Zaila Avant-garde (born February 9, 2007) is an American speller, basketball player, and juggler. She won the 2021 Scripps National Spelling Bee. She is the first African-American contestant to win the bee and is the second Black winner, after Jamaica's Jody-Anne Maxwell.

Life 
Avant-garde was born on February 9, 2007, in Harvey, Louisiana, the daughter of Alma Heard and Jawara Spacetime. Her father chose her last name to honor John Coltrane. She has cited Malala Yousafzai, Serena Williams, and Coco Gauff as inspirations. Her basketball heroes include Steph Curry, James Harden, Diana Taurasi, Kevin Durant and Maya Moore.

Spelling bee 
Avant-garde reached the nationals in the 2019 Bee.

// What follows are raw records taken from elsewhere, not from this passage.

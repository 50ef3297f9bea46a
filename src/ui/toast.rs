use iced::widget::{container, text};
use iced::{Background, Border, Color, Element, Length, Theme};

use super::style;
use crate::Message;

#[derive(Debug, Clone, Copy, PartialEq, Eq)]
pub enum ToastKind {
    Success,
    Error,
}

/// Transient notification shown above the current screen
#[derive(Debug, Clone, PartialEq)]
pub struct Toast {
    pub kind: ToastKind,
    pub text: String,
}

impl Toast {
    pub fn success(text: impl Into<String>) -> Self {
        Self {
            kind: ToastKind::Success,
            text: text.into(),
        }
    }

    pub fn error(text: impl Into<String>) -> Self {
        Self {
            kind: ToastKind::Error,
            text: text.into(),
        }
    }
}

pub fn view(toast: &Toast) -> Element<'_, Message> {
    let color = match toast.kind {
        ToastKind::Success => style::GREEN,
        ToastKind::Error => style::RED,
    };

    container(text(&toast.text).size(14).color(Color::WHITE))
        .padding([10, 16])
        .width(Length::Fill)
        .style(move |_theme: &Theme| container::Style {
            background: Some(Background::Color(color)),
            border: Border {
                radius: 8.0.into(),
                ..Border::default()
            },
            ..container::Style::default()
        })
        .into()
}
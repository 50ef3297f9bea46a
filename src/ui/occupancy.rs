/// Live occupancy bar chart
/// One bar per time slot, colored by how full the spot is. Hovering a bar
/// shows its percentage.
use iced::alignment;
use iced::widget::canvas::{self, Frame, Text};
use iced::{mouse, Color, Pixels, Point, Rectangle, Size};

use super::style;
use crate::state::data::OccupancySample;
use crate::Message;

/// Space reserved under the bars for time labels
const LABEL_HEIGHT: f32 = 18.0;
/// Space reserved above the bars for the hover readout
const READOUT_HEIGHT: f32 = 16.0;

/// Occupancy chart data
#[derive(Debug, Clone)]
pub struct OccupancyChart<'a> {
    pub samples: &'a [OccupancySample],
}

impl<'a> OccupancyChart<'a> {
    /// Index of the bar under a point in chart coordinates
    fn slot_at(&self, width: f32, position: Point) -> Option<usize> {
        if self.samples.is_empty() || width <= 0.0 {
            return None;
        }
        let slot_width = width / self.samples.len() as f32;
        let index = (position.x / slot_width) as usize;
        (index < self.samples.len()).then_some(index)
    }
}

impl canvas::Program<Message> for OccupancyChart<'_> {
    type State = ();

    fn draw(
        &self,
        _state: &Self::State,
        renderer: &iced::Renderer,
        _theme: &iced::Theme,
        bounds: Rectangle,
        cursor: mouse::Cursor,
    ) -> Vec<canvas::Geometry> {
        let mut frame = Frame::new(renderer, bounds.size());

        if self.samples.is_empty() {
            return vec![frame.into_geometry()];
        }

        let width = bounds.width;
        let chart_height = (bounds.height - LABEL_HEIGHT - READOUT_HEIGHT).max(0.0);
        let slot_width = width / self.samples.len() as f32;
        let bar_width = slot_width * 0.6;
        let hovered = cursor
            .position_in(bounds)
            .and_then(|p| self.slot_at(width, p));

        for (i, sample) in self.samples.iter().enumerate() {
            let level = f32::from(sample.level.min(100)) / 100.0;
            let bar_height = level * chart_height;
            let x = i as f32 * slot_width + (slot_width - bar_width) / 2.0;
            let y = READOUT_HEIGHT + chart_height - bar_height;

            if hovered == Some(i) {
                frame.fill_rectangle(
                    Point::new(i as f32 * slot_width, READOUT_HEIGHT),
                    Size::new(slot_width, chart_height),
                    style::LIGHT_GRAY,
                );
                frame.fill_text(Text {
                    content: format!("{}% Full", sample.level),
                    position: Point::new(x + bar_width / 2.0, 0.0),
                    color: style::BLUE,
                    size: Pixels(11.0),
                    horizontal_alignment: alignment::Horizontal::Center,
                    vertical_alignment: alignment::Vertical::Top,
                    ..Text::default()
                });
            }

            frame.fill_rectangle(
                Point::new(x, y),
                Size::new(bar_width, bar_height),
                style::band_color(sample.band()),
            );

            frame.fill_text(Text {
                content: sample.time.clone(),
                position: Point::new(x + bar_width / 2.0, bounds.height),
                color: Color::from_rgb(0.61, 0.64, 0.69),
                size: Pixels(12.0),
                horizontal_alignment: alignment::Horizontal::Center,
                vertical_alignment: alignment::Vertical::Bottom,
                ..Text::default()
            });
        }

        vec![frame.into_geometry()]
    }
}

She used SpellPundit to learn circa 12,000 words. Her coach is former Scripps finalist Cole Shafer-Ray, who also coached runner-up Chaitra Thummala. In the 2021 competition, she won the title by correctly spelling murraya. Over pandemic concerns, only the 11 finalists competed in person, in a session that took fewer than 2 hours. First place comes with $50,000 in cash and prizes. She is the first African American contestant to win the competition, and was preceded by MacNolia Cox, who reached the finals in the 1936 edition.

Basketball 

She is one of the top eighth-grade basketball prospects in the US. Avant-garde is the holder of three basketball Guinness World Records and co-holder of another. Her parents gave her a copy of the Guinness book for her eighth birthday, which triggered her ambition.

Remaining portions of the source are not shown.